A Pesquisa Nacional de Saúde Escolar, divulgada pelo Instituto Brasileiro de Geografia e Estatística (IBGE), mostrou que a taxa de alunos fumantes do conhecido vape, na faixa de 13 a 17 anos, saiu de 10,7% em 2019 para 24,7% em 2024. Diante deste cenário, os Núcleos de Apoio ao Fumante atuam para mudar esta realidade.
Isso porque os dados são preocupantes, uma vez que, no caso de Alagoas, o crescimento foi superior à média nacional, indicando maior vulnerabilidade regional dos jovens na faixa etária de 13 a 17 anos.
Esta situação aponta para a mudança no padrão de consumo do cigarro, com redução do convencional para o eletrônico, conforme explica a coordenadora do Programa Estadual de Controle do Tabagismo da Secretaria de Estado da Saúde (Sesau), Eunice Canuto.
"Precisamos intensificar e implementar uma série de ações e estratégias intersetoriais, com ênfase na promoção da saúde, prevenção e cessação, tais como fortalecimento de ações educativas nas escolas, com abordagens contínuas sobre o uso do tabagismo e dos dispositivos eletrônicos e seus malefícios, ampliação do acesso ao tratamento para dependência da nicotina, com ampliação do número de Núcleos de Atenção ao Fumante implantados”, explica a coordenadora do Programa Estadual de Controle do Tabagismo da Sesau.
Eunice Canuto também destaca que uma maior integração entre os setores como áreas da saúde, educação, assistência social e juventude pode fortalecer as políticas públicas voltadas à proteção de crianças, jovens e adolescentes.

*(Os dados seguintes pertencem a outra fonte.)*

//! Handler and pipe resolution.
//!
//! The [`Catalog`] maps implementation paths to factories, registered in code
//! at startup. The [`HandlerRegistry`] maps configured handler ids onto
//! catalog paths. Every lookup failure is a typed [`ResolveError`].

use crate::domain::action::Action;
use crate::domain::config::HandlerBinding;
use crate::domain::error::{HandlerResult, PipeResult, ResolveError};
use crate::domain::handler::{Command, HandlerIdentity, Protocol};
use crate::domain::pipe::Pipe;
use crate::gate::panic_message;
use std::collections::HashMap;
use std::panic::{catch_unwind, AssertUnwindSafe};
use std::sync::Arc;
use tracing::debug;

/// Builds a command for one call
pub type CommandFactory =
    Arc<dyn Fn(HandlerIdentity) -> HandlerResult<Box<dyn Command>> + Send + Sync>;

/// Builds an action for one call
pub type ActionFactory =
    Arc<dyn Fn(HandlerIdentity) -> HandlerResult<Box<dyn Action>> + Send + Sync>;

/// Builds a pipe for one chain run
pub type PipeFactory = Arc<dyn Fn() -> PipeResult<Box<dyn Pipe>> + Send + Sync>;

/// Implementations known to the process.
///
/// Commands are keyed by exact `module.class` path, actions by lower-cased
/// dotted name.
#[derive(Clone, Default)]
pub struct Catalog {
    commands: HashMap<String, CommandFactory>,
    actions: HashMap<String, ActionFactory>,
    pipes: HashMap<String, PipeFactory>,
}

impl Catalog {
    pub fn new() -> Self {
        Self::default()
    }

    /// Register a command under `module.class`
    pub fn register_command<F>(&mut self, module: &str, class: &str, factory: F) -> &mut Self
    where
        F: Fn(HandlerIdentity) -> HandlerResult<Box<dyn Command>> + Send + Sync + 'static,
    {
        let path = format!("{module}.{class}");
        debug!(path = %path, "registered command");
        self.commands.insert(path, Arc::new(factory));
        self
    }

    /// Register an action under its dotted name (matched case-insensitively)
    pub fn register_action<F>(&mut self, name: &str, factory: F) -> &mut Self
    where
        F: Fn(HandlerIdentity) -> HandlerResult<Box<dyn Action>> + Send + Sync + 'static,
    {
        let name = name.to_lowercase();
        debug!(action = %name, "registered action");
        self.actions.insert(name, Arc::new(factory));
        self
    }

    /// Register a pipe under the name used in pipe chains
    pub fn register_pipe<F>(&mut self, name: &str, factory: F) -> &mut Self
    where
        F: Fn() -> PipeResult<Box<dyn Pipe>> + Send + Sync + 'static,
    {
        debug!(pipe = %name, "registered pipe");
        self.pipes.insert(name.to_string(), Arc::new(factory));
        self
    }

    pub fn contains_pipe(&self, name: &str) -> bool {
        self.pipes.contains_key(name)
    }

    /// Construct the command registered at `path`
    pub fn instantiate_command(
        &self,
        path: &str,
        identity: HandlerIdentity,
    ) -> Result<Box<dyn Command>, ResolveError> {
        let Some(factory) = self.commands.get(path) else {
            if self.actions.contains_key(&path.to_lowercase()) {
                return Err(ResolveError::WrongKind {
                    path: path.to_string(),
                    expected: "command",
                });
            }
            return Err(ResolveError::UnknownClass {
                path: path.to_string(),
            });
        };
        build(path, || factory(identity))
    }

    /// Construct the action registered under `name`, case-insensitively
    pub fn instantiate_action(
        &self,
        name: &str,
        identity: HandlerIdentity,
    ) -> Result<Box<dyn Action>, ResolveError> {
        let path = name.to_lowercase();
        let Some(factory) = self.actions.get(&path) else {
            if self.commands.contains_key(name) {
                return Err(ResolveError::WrongKind {
                    path: name.to_string(),
                    expected: "action",
                });
            }
            return Err(ResolveError::UnknownClass { path });
        };
        build(&path, || factory(identity))
    }

    /// Construct a fresh pipe instance
    pub fn instantiate_pipe(&self, name: &str) -> Result<Box<dyn Pipe>, ResolveError> {
        let factory = self
            .pipes
            .get(name)
            .ok_or_else(|| ResolveError::UnknownPipe(name.to_string()))?;
        build(name, || factory())
    }
}

/// Run a factory inside a panic boundary
fn build<T, E, F>(path: &str, factory: F) -> Result<T, ResolveError>
where
    E: std::fmt::Display,
    F: FnOnce() -> Result<T, E>,
{
    match catch_unwind(AssertUnwindSafe(factory)) {
        Ok(Ok(value)) => Ok(value),
        Ok(Err(e)) => Err(ResolveError::Instantiation {
            path: path.to_string(),
            reason: e.to_string(),
        }),
        Err(payload) => Err(ResolveError::Instantiation {
            path: path.to_string(),
            reason: panic_message(payload.as_ref()),
        }),
    }
}

/// Configured handler ids over a shared catalog.
///
/// Read-only after construction; shared across concurrent calls.
#[derive(Clone)]
pub struct HandlerRegistry {
    bindings: HashMap<String, HandlerBinding>,
    catalog: Arc<Catalog>,
}

impl HandlerRegistry {
    pub fn new(bindings: HashMap<String, HandlerBinding>, catalog: Arc<Catalog>) -> Self {
        Self { bindings, catalog }
    }

    pub fn catalog(&self) -> &Catalog {
        &self.catalog
    }

    pub fn binding(&self, handler_id: &str) -> Option<&HandlerBinding> {
        self.bindings.get(handler_id)
    }

    /// Resolve and construct the handler for one call.
    ///
    /// The protocol allow-list is checked before anything is constructed.
    pub fn resolve_command(
        &self,
        handler_id: &str,
        verb: &str,
        protocol: Protocol,
    ) -> Result<Box<dyn Command>, ResolveError> {
        let binding = self
            .bindings
            .get(handler_id)
            .ok_or_else(|| ResolveError::UnknownHandler(handler_id.to_string()))?;

        if !binding.is_complete() {
            return Err(ResolveError::IncompleteBinding {
                handler_id: handler_id.to_string(),
            });
        }

        if !binding.accepts(protocol) {
            return Err(ResolveError::ProtocolNotSupported {
                handler_id: handler_id.to_string(),
                protocol,
            });
        }

        let identity = HandlerIdentity::new(handler_id, verb, protocol);
        self.catalog.instantiate_command(&binding.path(), identity)
    }
}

“Esperamos reduzir o número de fumantes por meio da promoção de campanhas de comunicação em massa, especialmente nas redes sociais voltadas ao público jovem, desmistificando a falsa sensação de segurança dos dispositivos eletrônicos. Também apostamos na intensificação da fiscalização sobre a comercialização ilegal de cigarros eletrônicos, já que são proibidos no Brasil, além da oferta de cursos de prevenção à iniciação ao uso do tabaco para profissionais de saúde e educação”, pontua.